RojoBlog: new features

Filed under: General, rss, readers

In an earlier post I was finding it difficult managaing my read and unread content…now the RojoBlog announces that it has some updated features.

Now the number of unread items is denoted at the tag level as well as by each feed.

In Rojo if you have finished reading a feed and don’t mark all stories as read (mark as read), the content will stay as unread (unlike Bloglines which assumes that you have read a feed once it has been clicked-if you don’t get a chance to finish you can click “mark all new”)
….so Rojo and Bloglines work in opposite ways in this manner.

The confusing organisational thing I don’t like about Bloglines is that if you mark an item to read later (keep new), it stays as an unread item and your feed will stay in bold…why can’t there just be a separate folder for this stuff (Rojo has a separate folder for flagged items)…I mean Bloglines has folders for clipped items, why can’t it have folders for flagged items.

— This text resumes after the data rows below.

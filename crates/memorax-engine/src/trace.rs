use serde::Serialize;
use std::fmt;

use memorax_machine::{Machine, PTransition};

/// One step of a witness trace: the forward transition taken to get
/// here (`None` for the initial configuration) and a rendering of the
/// symbolic configuration reached.
#[derive(Debug, Clone)]
pub struct TraceStep {
    pub transition: Option<PTransition>,
    pub constraint: String,
}

/// A witness execution from an initial configuration into a forbidden
/// one, in forward order.
#[derive(Debug, Clone, Default)]
pub struct Trace {
    pub steps: Vec<TraceStep>,
}

impl Trace {
    pub fn len(&self) -> usize {
        self.steps.len().saturating_sub(1)
    }

    pub fn is_empty(&self) -> bool {
        self.len() == 0
    }

    pub fn transitions(&self) -> impl Iterator<Item = &PTransition> {
        self.steps.iter().filter_map(|s| s.transition.as_ref())
    }

    /// Render with the machine's pretty names.
    pub fn pretty(&self, machine: &Machine) -> String {
        use fmt::Write as _;
        let mut out = String::new();
        for (i, step) in self.steps.iter().enumerate() {
            if let Some(t) = &step.transition {
                let _ = writeln!(out, "{:3}: {}", i, machine.pretty_string_transition(t));
            } else {
                let _ = writeln!(out, "{i:3}: (initial)");
            }
        }
        out
    }

    /// Compact machine-readable summary of the transition sequence.
    pub fn summary(&self) -> Vec<TraceSummaryStep> {
        self.steps
            .iter()
            .enumerate()
            .map(|(i, step)| TraceSummaryStep {
                step: i,
                pid: step.transition.as_ref().map(|t| t.pid),
                instr: step
                    .transition
                    .as_ref()
                    .map(|t| t.instr.to_string())
                    .unwrap_or_else(|| "initial".to_owned()),
            })
            .collect()
    }
}

#[derive(Debug, Clone, Serialize)]
pub struct TraceSummaryStep {
    pub step: usize,
    pub pid: Option<usize>,
    pub instr: String,
}

impl fmt::Display for Trace {
    fn fmt(&self, f: &mut fmt::Formatter<'_>) -> fmt::Result {
        writeln!(f, "Witness trace:")?;
        for (i, step) in self.steps.iter().enumerate() {
            match &step.transition {
                Some(t) => writeln!(f, "  {i:3}: {t}")?,
                None => writeln!(f, "  {i:3}: (initial)")?,
            }
            writeln!(f, "       {}", step.constraint.replace('\n', "\n       "))?;
        }
        Ok(())
    }
}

So if you mark a feed as read in Rojo (mark as read), you will have no unread items, naturally.
Now when you click on that feed again you will see all the items, whereas in Bloglines it is empty, and you have a choice of viewing the recent items according to time.

A new feature in Rojo is to set the feed to show only unread items (Show Unread Only), in this case the feed is empty, if you toggle it to show both read and unread items (Show Read & Unread ) you will see every item in that feed.
This is a good idea as previously you could only tell a “read item” if it was coloured dark red, as opposed to bright red for an “unread item” (maybe they should choose two different colors).

An interesting feature on Rojo is that if you click on any function within an item or post (whether to read the native site, share, flag, tag, expand/collapse) it will keep these items in a folder called “stories I’ve read”.
It must consider these items important because you have clicked on it for some reason
…I suppose it’s easier or quicker to find something you know you have clicked on before, in the “stories I’ve read”, folder compared to looking through all the items in all your feeds.